Do you hear Joyce and Dickens in this? How about Dostoevsky?
Do you hear the yawning past opening wide to swallow us, to regurgitate King?
There were a thousand ways to revitalize and restore the mad scientist, but King chose this way. He chose a cast of losers and failures and weirdos. He chose a man of faith who has god stripped from him, who then wages a war against god himself.
Do you hear it?
Can you heart it?
Or is this my own delusion spilling out, seeing the ghosts of the 19th Century everywhere, hearing Joyce’s peculiar form of anarchomarxism and maximalism in all things?
Despite parts of this novel feeling the weakest to me, I do think the second half makes up for much. Sure, it’s no It, but no other book is like It either.
For a novel that begins so mundane and lackadaisical, it really does twist into one of the wildest visions I’ve seen from King. And that is no small thing to say.
Also, just a quick question for the class: is this novel connected to From a Buick 8?
Many people have recommended other King novels to me while I begin this journey. I’ll probably include most of them, unless I end up abandoning this whole project early due to disinterest or disgust, but the ones listed below are the only ones I’ll promise on writing about.

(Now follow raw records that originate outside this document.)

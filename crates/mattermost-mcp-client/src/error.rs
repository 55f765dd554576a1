//! Error types for OAuth discovery and remote connects.

use crate::authorize::AuthorizationRequest;
use mattermost_mcp_protocol::McpError;
use thiserror::Error;

/// Why discovery of the authorization server failed.
///
/// Any of these is terminal for the current connection attempt.
#[derive(Debug, Error)]
pub enum DiscoveryError {
    #[error("invalid URL '{url}': {reason}")]
    InvalidUrl { url: String, reason: String },

    #[error("request to {url} failed: {source}")]
    Request {
        url: String,
        #[source]
        source: reqwest::Error,
    },

    #[error("{url} returned HTTP {status}")]
    Status { url: String, status: u16 },

    #[error("invalid metadata document at {url}: {reason}")]
    InvalidDocument { url: String, reason: String },

    #[error("metadata document at {url} is missing '{field}'")]
    MissingField { url: String, field: &'static str },
}

impl DiscoveryError {
    pub(crate) fn invalid_url(url: &str, reason: impl ToString) -> Self {
        Self::InvalidUrl {
            url: url.to_string(),
            reason: reason.to_string(),
        }
    }
}

/// Result type for discovery operations.
pub type DiscoveryResult<T> = Result<T, DiscoveryError>;

/// Outcome of a failed remote connect.
#[derive(Debug, Error)]
pub enum RemoteConnectError {
    /// The server wants OAuth; send the user to the authorization URL.
    #[error("authorization needed: {}", .0.url)]
    OAuthNeeded(AuthorizationRequest),

    /// The server challenged but discovery failed.
    #[error("OAuth discovery failed: {0}")]
    Discovery(#[from] DiscoveryError),

    #[error(transparent)]
    Connection(#[from] McpError),
}

#[cfg(test)]
mod tests {
    use super::*;

    #[test]
    fn test_error_display() {
        let err = DiscoveryError::MissingField {
            url: "https://as.example/.well-known/oauth-authorization-server".to_string(),
            field: "token_endpoint",
        };
        assert_eq!(
            err.to_string(),
            "metadata document at https://as.example/.well-known/oauth-authorization-server is missing 'token_endpoint'"
        );

        let err = DiscoveryError::Status {
            url: "https://mcp.example/x".to_string(),
            status: 404,
        };
        assert_eq!(err.to_string(), "https://mcp.example/x returned HTTP 404");
    }

    #[test]
    fn test_connect_error_display() {
        let err = RemoteConnectError::OAuthNeeded(AuthorizationRequest {
            url: "https://as.example/authorize?x=1".to_string(),
            state: "s".to_string(),
            code_verifier: "v".to_string(),
        });
        assert_eq!(
            err.to_string(),
            "authorization needed: https://as.example/authorize?x=1"
        );

        let err: RemoteConnectError = McpError::Timeout.into();
        assert_eq!(err.to_string(), "Server timeout");
    }
}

Here’s the order I’ll be tackling King’s novels. I’d like to give you a reason why this is the order and not some other order or why only these books and not a bunch of other ones, but I’m trusting to Jayson Young as my guide.
Revival
Firestarter
The Eyes of the Dragon
Misery
Pet Sematary
The Long Walk
The Stand
The Dark Tower I-VII
Totally agree that he’s a 19th century writer! I don’t know if you’ve read Danse Macabre—if not, it’s 100 percent worth the read. I think it’s kind of a skeleton key for understanding King: it details the two threads of his education — Fifties comics and TV, and nineteenth century literature. In that book he focuses on Shelley, Stoker, and Stevenson, but you can tell he’s widely read. (And, for example, The Talisman and a few of his short stories self-consciously reflect on Twain and Hawthorne.)